There are too many tweets right now assuming the #torontoprotest is due to the United States. These tweets are made by folks who don't know the local inspiration behind the Canadian protest. Its saddening.
SAY HER NAME!#RegisKorchinskiPaquet #JusticeForRegis #Toronto #protest pic.twitter.com/naL5Js6j4X
— Sarah Colero🥄🌱 (@Sarah_Colero) May 30, 2020
The ultimate issue critics raised is that racism, systemic racism even, is not limited to the US. I’d say racism is not limited to any border.
The New Normal and Some Old Tricks: Usurping The Narrative
There has been a lot of violence in the wake of these incidents. There have also been reports of protests turning violent. Most recently, a protest in Montreal became violent within a few hours. Although, given the nature and scale of these gatherings, there is also a lot of confusion on the ground. Most importantly, it isn’t clear who is inciting the violence.
Yet, many have demonised protestors as “looters”, and decried any outcry that isn’t a certain brand of peaceful.
It is important to consider the underlying pattern. Black lives are destroyed, black anger discredited, and then collective black action demonised. I am not in any way condoning the destruction of small-businesses in the name of liberation. But consider how many times a community has been targeted.
Repackaging a story about systemic racism, as one about threats to property rights is not new. Hence, it is very important to not let that happen. A lot of leaders, in political and creative fields, have spoken out against vandalism. In particular, rapper Killer Mike made an impassioned please that I think all of us should listen to.
But, the anger is also unsurprising, and more than fair given everything that the community is going through. Here is a message from the daughter of a business owner who’s restaurant was impacted. I hope this message gets through to all of us.

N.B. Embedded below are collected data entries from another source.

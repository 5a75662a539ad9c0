//! Relationship getters over any backend.
//!
//! Foreign keys are plain id attributes, so these are filters over
//! `Storage::all`. Results are sorted by composite key.

use crate::model::entity::Entity;
use crate::model::kind::Kind;
use crate::model::value::AttrValue;
use crate::storage::{Storage, StoreResult};

/// Entities of `child` whose `foreign_key` attribute equals `parent_id`.
pub fn children(
    storage: &dyn Storage,
    child: Kind,
    foreign_key: &str,
    parent_id: &str,
) -> StoreResult<Vec<Entity>> {
    Ok(storage
        .all(Some(child))?
        .into_values()
        .filter(|entity| {
            entity
                .get(foreign_key)
                .and_then(AttrValue::as_text)
                .is_some_and(|value| value == parent_id)
        })
        .collect())
}

/// Cities belonging to `state`.
pub fn cities_of(storage: &dyn Storage, state: &Entity) -> StoreResult<Vec<Entity>> {
    children(storage, Kind::City, "state_id", state.id())
}

/// Places located in a City or owned by a User.
pub fn places_of(storage: &dyn Storage, parent: &Entity) -> StoreResult<Vec<Entity>> {
    match parent.kind() {
        Kind::City => children(storage, Kind::Place, "city_id", parent.id()),
        Kind::User => children(storage, Kind::Place, "user_id", parent.id()),
        _ => Ok(Vec::new()),
    }
}

/// Reviews written about a Place or by a User.
pub fn reviews_of(storage: &dyn Storage, parent: &Entity) -> StoreResult<Vec<Entity>> {
    match parent.kind() {
        Kind::Place => children(storage, Kind::Review, "place_id", parent.id()),
        Kind::User => children(storage, Kind::Review, "user_id", parent.id()),
        _ => Ok(Vec::new()),
    }
}

/// Amenities linked to `place`, in link order. Dangling ids are skipped.
pub fn amenities_of(storage: &dyn Storage, place: &Entity) -> StoreResult<Vec<Entity>> {
    let mut amenities = Vec::new();
    for id in place.amenity_ids() {
        if let Some(amenity) = storage.get(Kind::Amenity, id)? {
            amenities.push(amenity);
        }
    }
    Ok(amenities)
}
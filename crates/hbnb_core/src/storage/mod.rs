//! Storage contract shared by the file and relational backends.
//!
//! # Responsibility
//! - Define the uniform call surface (`all/get/new/save/delete/reload/
//!   count/close`) both backends implement.
//! - Select exactly one backend per process from configuration.
//!
//! # Invariants
//! - The registry is owned by the backend; callers only see clones.
//! - `new` and `delete` never become durable before `save`.
//! - `count(kind)` always equals `all(kind).len()`.
//! - `close` is idempotent and safe on a never-opened backend.

use crate::config::{Config, StorageConfig};
use crate::db::DbError;
use crate::model::entity::{Entity, EntityError};
use crate::model::kind::Kind;
use log::{error, info};
use std::collections::BTreeMap;
use std::error::Error;
use std::fmt::{Display, Formatter};

pub mod cascade;
pub mod db_storage;
pub mod file_storage;
pub mod relations;

pub use db_storage::DbStorage;
pub use file_storage::FileStorage;

/// Composite key (`"<Kind>.<id>"`) to entity mapping.
pub type Registry = BTreeMap<String, Entity>;

pub type StoreResult<T> = Result<T, StoreError>;

/// Storage-layer error for persistence, reload and query operations.
#[derive(Debug)]
pub enum StoreError {
    Io(std::io::Error),
    Json(serde_json::Error),
    Db(DbError),
    Entity(EntityError),
    /// Persisted data is internally inconsistent.
    InvalidData(String),
    /// The backend has no representation for this kind.
    UnsupportedKind(Kind),
    /// The backend was closed and has not been re-established.
    Closed,
}

impl Display for StoreError {
    fn fmt(&self, f: &mut Formatter<'_>) -> std::fmt::Result {
        match self {
            Self::Io(err) => write!(f, "{err}"),
            Self::Json(err) => write!(f, "{err}"),
            Self::Db(err) => write!(f, "{err}"),
            Self::Entity(err) => write!(f, "{err}"),
            Self::InvalidData(message) => write!(f, "invalid persisted data: {message}"),
            Self::UnsupportedKind(kind) => write!(f, "kind {kind} is not supported by this storage"),
            Self::Closed => write!(f, "storage is closed"),
        }
    }
}

impl Error for StoreError {
    fn source(&self) -> Option<&(dyn Error + 'static)> {
        match self {
            Self::Io(err) => Some(err),
            Self::Json(err) => Some(err),
            Self::Db(err) => Some(err),
            Self::Entity(err) => Some(err),
            Self::InvalidData(_) | Self::UnsupportedKind(_) | Self::Closed => None,
        }
    }
}

impl From<std::io::Error> for StoreError {
    fn from(value: std::io::Error) -> Self {
        Self::Io(value)
    }
}

impl From<serde_json::Error> for StoreError {
    fn from(value: serde_json::Error) -> Self {
        Self::Json(value)
    }
}

impl From<DbError> for StoreError {
    fn from(value: DbError) -> Self {
        Self::Db(value)
    }
}

impl From<rusqlite::Error> for StoreError {
    fn from(value: rusqlite::Error) -> Self {
        Self::Db(DbError::Sqlite(value))
    }
}

impl From<EntityError> for StoreError {
    fn from(value: EntityError) -> Self {
        Self::Entity(value)
    }
}

/// Uniform storage interface implemented by every backend.
pub trait Storage {
    /// Short backend name used in diagnostics (`file` / `db`).
    fn backend_name(&self) -> &'static str;

    /// Whether this backend can hold entities of `kind`.
    fn supports(&self, kind: Kind) -> bool;

    /// Every registered entity, optionally filtered to one kind.
    fn all(&self, kind: Option<Kind>) -> StoreResult<Registry>;

    /// Exact lookup by kind and id.
    fn get(&self, kind: Kind, id: &str) -> StoreResult<Option<Entity>>;

    /// Registers `entity` under its key, replacing any previous entry.
    fn new(&mut self, entity: Entity) -> StoreResult<()>;

    /// Makes every staged change durable.
    fn save(&mut self) -> StoreResult<()>;

    /// Removes `entity` and its dependents; durable after the next `save`.
    fn delete(&mut self, entity: &Entity) -> StoreResult<()>;

    /// Replaces in-memory state with durable state. No-op when nothing is stored.
    fn reload(&mut self) -> StoreResult<()>;

    fn count(&self, kind: Option<Kind>) -> StoreResult<usize>;

    /// Releases backend resources. Idempotent.
    fn close(&mut self) -> StoreResult<()>;
}

/// Opens and loads the backend selected by `config`.
///
/// # Errors
/// Any failure here leaves no usable store; callers must stop.
pub fn open_storage(config: &Config) -> StoreResult<Box<dyn Storage>> {
    let mut storage: Box<dyn Storage> = match &config.storage {
        StorageConfig::File { path } => Box::new(FileStorage::open(path.clone())),
        StorageConfig::Relational(relational) => Box::new(DbStorage::open(relational.clone())?),
    };

    match storage.reload() {
        Ok(()) => {
            info!(
                "event=storage_open module=storage status=ok backend={} objects={}",
                storage.backend_name(),
                storage.count(None)?
            );
            Ok(storage)
        }
        Err(err) => {
            error!(
                "event=storage_open module=storage status=error backend={} error={}",
                storage.backend_name(),
                err
            );
            Err(err)
        }
    }
}
//! Static kind table.
//!
//! # Responsibility
//! - Map kind names to their descriptor (table, typed fields, dependents).
//! - Reject unknown names without any reflective lookup.
//!
//! # Invariants
//! - Kind names are case-sensitive and unique.
//! - `BaseModel` is the only kind without a relational table.

use std::fmt::{Display, Formatter};

/// Every concrete entity kind known to the system.
#[derive(Debug, Clone, Copy, PartialEq, Eq, PartialOrd, Ord, Hash)]
pub enum Kind {
    BaseModel,
    User,
    State,
    City,
    Amenity,
    Place,
    Review,
}

/// Declared scalar type of one entity attribute.
#[derive(Debug, Clone, Copy, PartialEq, Eq)]
pub enum FieldType {
    Text,
    Integer,
    Float,
    /// Ordered list of referenced ids (`Place.amenity_ids`).
    IdList,
}

/// One declared attribute of a kind.
#[derive(Debug, Clone, Copy, PartialEq, Eq)]
pub struct FieldSpec {
    pub name: &'static str,
    pub ty: FieldType,
    /// Relational column may be NULL. Non-nullable integers default to `0`.
    pub nullable: bool,
}

/// Child kind that must be removed when its parent is deleted.
#[derive(Debug, Clone, Copy, PartialEq, Eq)]
pub struct Dependent {
    pub kind: Kind,
    /// Attribute on the child holding the parent id.
    pub foreign_key: &'static str,
}

const fn field(name: &'static str, ty: FieldType, nullable: bool) -> FieldSpec {
    FieldSpec { name, ty, nullable }
}

const ALL_KINDS: &[Kind] = &[
    Kind::BaseModel,
    Kind::User,
    Kind::State,
    Kind::City,
    Kind::Amenity,
    Kind::Place,
    Kind::Review,
];

const USER_FIELDS: &[FieldSpec] = &[
    field("email", FieldType::Text, false),
    field("password", FieldType::Text, false),
    field("first_name", FieldType::Text, true),
    field("last_name", FieldType::Text, true),
];

const STATE_FIELDS: &[FieldSpec] = &[field("name", FieldType::Text, false)];

const CITY_FIELDS: &[FieldSpec] = &[
    field("state_id", FieldType::Text, false),
    field("name", FieldType::Text, false),
];

const AMENITY_FIELDS: &[FieldSpec] = &[field("name", FieldType::Text, false)];

const PLACE_FIELDS: &[FieldSpec] = &[
    field("city_id", FieldType::Text, false),
    field("user_id", FieldType::Text, false),
    field("name", FieldType::Text, false),
    field("description", FieldType::Text, true),
    field("number_rooms", FieldType::Integer, false),
    field("number_bathrooms", FieldType::Integer, false),
    field("max_guest", FieldType::Integer, false),
    field("price_by_night", FieldType::Integer, false),
    field("latitude", FieldType::Float, true),
    field("longitude", FieldType::Float, true),
    field("amenity_ids", FieldType::IdList, true),
];

const REVIEW_FIELDS: &[FieldSpec] = &[
    field("place_id", FieldType::Text, false),
    field("user_id", FieldType::Text, false),
    field("text", FieldType::Text, false),
];

const STATE_DEPENDENTS: &[Dependent] = &[Dependent {
    kind: Kind::City,
    foreign_key: "state_id",
}];

const CITY_DEPENDENTS: &[Dependent] = &[Dependent {
    kind: Kind::Place,
    foreign_key: "city_id",
}];

const USER_DEPENDENTS: &[Dependent] = &[
    Dependent {
        kind: Kind::Place,
        foreign_key: "user_id",
    },
    Dependent {
        kind: Kind::Review,
        foreign_key: "user_id",
    },
];

const PLACE_DEPENDENTS: &[Dependent] = &[Dependent {
    kind: Kind::Review,
    foreign_key: "place_id",
}];

impl Kind {
    /// Returns every kind in table order.
    pub fn all() -> &'static [Kind] {
        ALL_KINDS
    }

    /// Resolves a kind from its exact name.
    pub fn from_name(name: &str) -> Option<Kind> {
        ALL_KINDS.iter().copied().find(|kind| kind.name() == name)
    }

    pub fn name(self) -> &'static str {
        match self {
            Self::BaseModel => "BaseModel",
            Self::User => "User",
            Self::State => "State",
            Self::City => "City",
            Self::Amenity => "Amenity",
            Self::Place => "Place",
            Self::Review => "Review",
        }
    }

    /// Relational table backing this kind, if any.
    pub fn table(self) -> Option<&'static str> {
        match self {
            Self::BaseModel => None,
            Self::User => Some("users"),
            Self::State => Some("states"),
            Self::City => Some("cities"),
            Self::Amenity => Some("amenities"),
            Self::Place => Some("places"),
            Self::Review => Some("reviews"),
        }
    }

    /// Declared attributes beyond `id`/`created_at`/`updated_at`.
    pub fn fields(self) -> &'static [FieldSpec] {
        match self {
            Self::BaseModel => &[],
            Self::User => USER_FIELDS,
            Self::State => STATE_FIELDS,
            Self::City => CITY_FIELDS,
            Self::Amenity => AMENITY_FIELDS,
            Self::Place => PLACE_FIELDS,
            Self::Review => REVIEW_FIELDS,
        }
    }

    pub fn field(self, name: &str) -> Option<&'static FieldSpec> {
        self.fields().iter().find(|spec| spec.name == name)
    }

    /// Kinds holding a foreign key to this kind, removed on cascade delete.
    pub fn dependents(self) -> &'static [Dependent] {
        match self {
            Self::State => STATE_DEPENDENTS,
            Self::City => CITY_DEPENDENTS,
            Self::User => USER_DEPENDENTS,
            Self::Place => PLACE_DEPENDENTS,
            Self::BaseModel | Self::Amenity | Self::Review => &[],
        }
    }
}

impl Display for Kind {
    fn fmt(&self, f: &mut Formatter<'_>) -> std::fmt::Result {
        f.write_str(self.name())
    }
}

#[cfg(test)]
mod tests {
    use super::{FieldType, Kind};

    #[test]
    fn from_name_is_exact_and_case_sensitive() {
        assert_eq!(Kind::from_name("State"), Some(Kind::State));
        assert_eq!(Kind::from_name("BaseModel"), Some(Kind::BaseModel));
        assert_eq!(Kind::from_name("state"), None);
        assert_eq!(Kind::from_name("Galaxy"), None);
        assert_eq!(Kind::from_name(""), None);
    }

    #[test]
    fn every_kind_roundtrips_through_its_name() {
        for kind in Kind::all() {
            assert_eq!(Kind::from_name(kind.name()), Some(*kind));
        }
    }

    #[test]
    fn place_declares_numeric_fields() {
        assert_eq!(
            Kind::Place.field("number_rooms").map(|spec| spec.ty),
            Some(FieldType::Integer)
        );
        assert_eq!(
            Kind::Place.field("latitude").map(|spec| spec.ty),
            Some(FieldType::Float)
        );
        assert!(Kind::Place.field("colour").is_none());
    }

    #[test]
    fn only_base_model_has_no_table() {
        let tableless: Vec<Kind> = Kind::all()
            .iter()
            .copied()
            .filter(|kind| kind.table().is_none())
            .collect();
        assert_eq!(tableless, vec![Kind::BaseModel]);
    }
}
use hbnb_core::{
    AttrValue, Console, DbStorage, FileStorage, Flow, Kind, RelationalConfig, Storage, PROMPT,
};
use std::io::Cursor;

struct Session {
    console: Console<Vec<u8>>,
    _dir: tempfile::TempDir,
}

impl Session {
    fn file() -> Self {
        let dir = tempfile::tempdir().unwrap();
        let storage = FileStorage::open(dir.path().join("file.json"));
        Self {
            console: Console::new(Box::new(storage), Vec::new()),
            _dir: dir,
        }
    }

    fn db() -> Self {
        let dir = tempfile::tempdir().unwrap();
        let path = dir.path().join("hbnb.db");
        let storage =
            DbStorage::open(RelationalConfig::for_database(path.to_string_lossy().into_owned()))
                .unwrap();
        Self {
            console: Console::new(Box::new(storage), Vec::new()),
            _dir: dir,
        }
    }

    /// Runs one line and returns exactly what it printed.
    fn exec(&mut self, line: &str) -> String {
        let before = self.console.output().len();
        let flow = self.console.execute(line).unwrap();
        assert_eq!(flow, Flow::Continue, "line `{line}` ended the session");
        String::from_utf8(self.console.output()[before..].to_vec()).unwrap()
    }

    fn create(&mut self, line: &str) -> String {
        let id = self.exec(line).trim_end().to_string();
        assert_eq!(id.len(), 36, "unexpected create output `{id}`");
        id
    }

    fn storage(&self) -> &dyn Storage {
        self.console.storage()
    }
}

#[test]
fn validation_errors_follow_fixed_order() {
    let mut session = Session::file();
    let id = session.create("create BaseModel");

    assert_eq!(session.exec("create"), "** class name missing **\n");
    assert_eq!(session.exec("create MyModel"), "** class doesn't exist **\n");
    assert_eq!(session.exec("show"), "** class name missing **\n");
    assert_eq!(session.exec("show MyModel 1234"), "** class doesn't exist **\n");
    assert_eq!(session.exec("show BaseModel"), "** instance id missing **\n");
    assert_eq!(session.exec("show BaseModel 1234"), "** no instance found **\n");
    assert_eq!(session.exec("destroy"), "** class name missing **\n");
    assert_eq!(session.exec("destroy BaseModel"), "** instance id missing **\n");
    assert_eq!(session.exec("destroy BaseModel 1234"), "** no instance found **\n");
    assert_eq!(session.exec("update"), "** class name missing **\n");
    assert_eq!(session.exec("update MyModel"), "** class doesn't exist **\n");
    assert_eq!(session.exec("update BaseModel"), "** instance id missing **\n");
    assert_eq!(session.exec("update BaseModel 1234"), "** no instance found **\n");
    assert_eq!(
        session.exec(&format!("update BaseModel {id}")),
        "** attribute name missing **\n"
    );
    let before = session.storage().get(Kind::BaseModel, &id).unwrap().unwrap();
    assert_eq!(
        session.exec(&format!("update BaseModel {id} first_name")),
        "** value missing **\n"
    );
    let after = session.storage().get(Kind::BaseModel, &id).unwrap().unwrap();
    assert_eq!(after.attrs(), before.attrs());
    assert!(after.get("first_name").is_none());
    assert_eq!(after.updated_at(), before.updated_at());
    assert_eq!(session.exec("all MyModel"), "** class doesn't exist **\n");
    assert_eq!(session.exec("count MyModel"), "** class doesn't exist **\n");
}

#[test]
fn create_show_all_destroy_flow() {
    let mut session = Session::file();
    let id = session.create("create BaseModel");

    let shown = session.exec(&format!("show BaseModel {id}"));
    assert!(shown.starts_with(&format!("[BaseModel] ({id}) {{'id': '{id}'")));
    assert!(shown.contains("'created_at': '"));
    assert!(shown.contains("'updated_at': '"));

    let listed = session.exec("all BaseModel");
    assert!(listed.starts_with("[\"[BaseModel] ("));
    assert!(listed.contains(&id));
    assert!(listed.ends_with("}\"]\n"));

    assert_eq!(session.exec(&format!("destroy BaseModel {id}")), "");
    assert_eq!(
        session.exec(&format!("show BaseModel {id}")),
        "** no instance found **\n"
    );
    assert_eq!(session.exec("all BaseModel"), "[]\n");
}

#[test]
fn create_with_parameters_coerces_and_drops_bad_values() {
    let mut session = Session::file();
    let id = session.create(
        "create Place city_id=\"0001\" user_id=\"0001\" name=\"My_little_house\" \
         number_rooms=4 number_bathrooms=2 max_guest=10 price_by_night=300 \
         latitude=37.773972 longitude=-122.431297",
    );

    let shown = session.exec(&format!("show Place {id}"));
    assert!(shown.contains("'city_id': '0001'"));
    assert!(shown.contains("'user_id': '0001'"));
    assert!(shown.contains("'name': 'My little house'"));
    assert!(shown.contains("'number_rooms': 4"));
    assert!(shown.contains("'number_bathrooms': 2"));
    assert!(shown.contains("'max_guest': 10"));
    assert!(shown.contains("'price_by_night': 300"));
    assert!(shown.contains("'latitude': 37.773972"));
    assert!(shown.contains("'longitude': -122.431297"));

    let id = session.create("create Place name=\"Shack\" longitude=a rooms");
    let shown = session.exec(&format!("show Place {id}"));
    assert!(shown.contains("'name': 'Shack'"));
    assert!(!shown.contains("longitude"));
    assert!(!shown.contains("rooms"));
}

#[test]
fn create_unescapes_embedded_quotes() {
    let mut session = Session::file();
    let id = session.create(r#"create State name="Say_\"hi\"""#);

    let state = session.storage().get(Kind::State, &id).unwrap().unwrap();
    assert_eq!(
        state.get("name").and_then(|value| value.as_text()),
        Some("Say \"hi\"")
    );
}

#[test]
fn update_sets_coerced_value_and_ignores_protected_names() {
    let mut session = Session::file();
    let id = session.create("create Place name=\"Loft\"");
    let before = session
        .storage()
        .get(Kind::Place, &id)
        .unwrap()
        .unwrap()
        .updated_at();

    assert_eq!(session.exec(&format!("update Place {id} number_rooms 7")), "");
    assert_eq!(
        session.exec(&format!("update Place {id} description \"Sunny loft\"")),
        ""
    );
    assert_eq!(session.exec(&format!("update Place {id} max_guest \"abc\"")), "");
    assert_eq!(session.exec(&format!("update Place {id} id \"other\"")), "");

    let place = session.storage().get(Kind::Place, &id).unwrap().unwrap();
    assert_eq!(place.id(), id);
    assert!(place.updated_at() >= before);
    assert_eq!(place.get("number_rooms"), Some(&AttrValue::Int(7)));
    assert_eq!(
        place.get("description").and_then(|value| value.as_text()),
        Some("Sunny loft")
    );
    assert!(place.get("max_guest").is_none());
}

#[test]
fn count_tracks_creations_per_kind() {
    let mut session = Session::file();

    assert_eq!(session.exec("State.count()"), "0\n");
    session.create("create State name=\"California\"");
    assert_eq!(session.exec("State.count()"), "1\n");
    assert_eq!(session.exec("count State"), "1\n");
    assert_eq!(session.exec("City.count()"), "0\n");

    session.create("create City name=\"Napa\"");
    assert_eq!(session.exec("count"), "2\n");
}

#[test]
fn all_without_kind_lists_every_kind() {
    let mut session = Session::file();
    session.create("create State name=\"California\"");
    session.create("create User email=\"a@b.c\"");

    let listed = session.exec("all");
    assert!(listed.contains("[State] ("));
    assert!(listed.contains("[User] ("));
    assert_eq!(session.exec("State.all()").matches("[State] (").count(), 1);
    assert!(!session.exec("State.all()").contains("[User] ("));
}

#[test]
fn dot_call_syntax_matches_verb_first_behavior() {
    let mut session = Session::file();
    let id = session.create("User.create()");

    let shown = session.exec(&format!("User.show(\"{id}\")"));
    assert!(shown.starts_with(&format!("[User] ({id})")));

    assert_eq!(
        session.exec(&format!("User.update(\"{id}\", \"first_name\", \"John\")")),
        ""
    );
    assert_eq!(
        session.exec(&format!(
            "User.update(\"{id}\", {{'last_name': \"Doe\", 'age': 89}})"
        )),
        ""
    );
    let shown = session.exec(&format!("User.show({id})"));
    assert!(shown.contains("'first_name': 'John'"));
    assert!(shown.contains("'last_name': 'Doe'"));
    assert!(shown.contains("'age': 89"));

    assert_eq!(session.exec("User.show()"), "** instance id missing **\n");
    assert_eq!(session.exec("User.show(\"nope\")"), "** no instance found **\n");
    assert_eq!(
        session.exec(&format!("User.update(\"{id}\")")),
        "** attribute name missing **\n"
    );
    let before = session.storage().get(Kind::User, &id).unwrap().unwrap();
    assert_eq!(
        session.exec(&format!("User.update(\"{id}\", \"email\")")),
        "** value missing **\n"
    );
    let after = session.storage().get(Kind::User, &id).unwrap().unwrap();
    assert_eq!(after.attrs(), before.attrs());
    assert!(after.get("email").is_none());
    assert_eq!(after.updated_at(), before.updated_at());
    assert_eq!(
        session.exec(&format!("User.update(\"{id}\", {{}})")),
        "** attribute name missing **\n"
    );
    assert_eq!(session.exec("Galaxy.show(\"1\")"), "** class doesn't exist **\n");

    assert_eq!(session.exec(&format!("User.destroy(\"{id}\")")), "");
    assert_eq!(session.exec("User.count()"), "0\n");
}

#[test]
fn unknown_lines_report_syntax_and_blank_lines_print_nothing() {
    let mut session = Session::file();

    assert_eq!(session.exec("frobnicate"), "*** Unknown syntax: frobnicate\n");
    assert_eq!(
        session.exec("State.explode()"),
        "*** Unknown syntax: State.explode()\n"
    );
    assert_eq!(session.exec(""), "");
    assert_eq!(session.exec("   "), "");
}

#[test]
fn help_lists_commands() {
    let mut session = Session::file();
    let help = session.exec("help");
    for command in ["EOF", "all", "count", "create", "destroy", "quit", "show", "update"] {
        assert!(help.contains(command), "help misses `{command}`");
    }
}

#[test]
fn quit_and_eof_word_end_the_loop() {
    let mut session = Session::file();
    assert_eq!(session.console.execute("quit").unwrap(), Flow::Quit);
    assert_eq!(session.console.execute("EOF").unwrap(), Flow::Quit);

    let mut session = Session::file();
    session
        .console
        .run(Cursor::new("create State name=\"A\"\nquit\ncreate State name=\"B\"\n"))
        .unwrap();
    assert_eq!(session.storage().count(Some(Kind::State)).unwrap(), 1);
}

#[test]
fn run_stops_at_end_of_input_and_prints_prompt_when_enabled() {
    let dir = tempfile::tempdir().unwrap();
    let storage = FileStorage::open(dir.path().join("file.json"));
    let mut console = Console::new(Box::new(storage), Vec::new()).with_prompt(true);

    console.run(Cursor::new("count State\n")).unwrap();

    let (_, output) = console.into_parts();
    let output = String::from_utf8(output).unwrap();
    assert_eq!(output, format!("{PROMPT}0\n{PROMPT}\n"));
}

#[test]
fn mutations_are_flushed_to_the_file() {
    let dir = tempfile::tempdir().unwrap();
    let path = dir.path().join("file.json");
    let mut console = Console::new(Box::new(FileStorage::open(&path)), Vec::new());

    console.execute("create State name=\"California\"").unwrap();

    let mut reopened = FileStorage::open(&path);
    reopened.reload().unwrap();
    assert_eq!(reopened.count(Some(Kind::State)).unwrap(), 1);
}

#[test]
fn failed_flush_reports_error_and_discards_the_change() {
    let dir = tempfile::tempdir().unwrap();
    let storage = FileStorage::open(dir.path().join("missing_dir").join("file.json"));
    let mut console = Console::new(Box::new(storage), Vec::new());

    console.execute("create State name=\"California\"").unwrap();
    let printed = String::from_utf8(console.output().clone()).unwrap();
    assert!(printed.starts_with("** "));
    assert!(printed.ends_with(" **\n"));

    assert_eq!(console.storage().count(Some(Kind::State)).unwrap(), 0);
    console.execute("count State").unwrap();
    let printed = String::from_utf8(console.output().clone()).unwrap();
    assert!(printed.ends_with("\n0\n"));
}

#[test]
fn db_backend_hides_base_model_and_reports_storage_errors() {
    let mut session = Session::db();

    assert_eq!(session.exec("create BaseModel"), "** class doesn't exist **\n");
    assert_eq!(session.exec("all BaseModel"), "** class doesn't exist **\n");

    let failed = session.exec("create City");
    assert!(failed.starts_with("** "));
    assert!(failed.ends_with(" **\n"));

    let state_id = session.create("create State name=\"California\"");
    let city_id = session.create(&format!(
        "create City name=\"San_Francisco\" state_id=\"{state_id}\""
    ));
    assert_eq!(session.exec("count City"), "1\n");

    assert_eq!(session.exec(&format!("destroy State {state_id}")), "");
    assert_eq!(
        session.exec(&format!("show City {city_id}")),
        "** no instance found **\n"
    );
    assert_eq!(session.exec("count"), "0\n");
}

The owner of Gandhi Mahal, a (very delicious) local restaurant in South Minneapolis that was damaged in the fires last night: "Let my building burn, justice needs to be served." pic.twitter.com/hM1qt4tGEx
— Molly Hensley-Clancy (@mollyhc) May 29, 2020
I think some clear takeaways need to forge our collective path forward. Firstly, we have to accept that racism is not about individuals. Any discussion about racism that doesn’t take systemic biases into account is redundant.
Secondly, when we claim to stand in solidarity with a community, we have to listen to understand. Instead of lecturing them about how they should react, the time now is to appreciate the extent of their experiences.
And finally, we have to educate ourselves. A lot of what has happened, and been documented over the past few weeks is terrifying. And we have to realise that it has been persisting. It cannot change, without active, collective action. I hope that, in the coming days we all partake in such actions.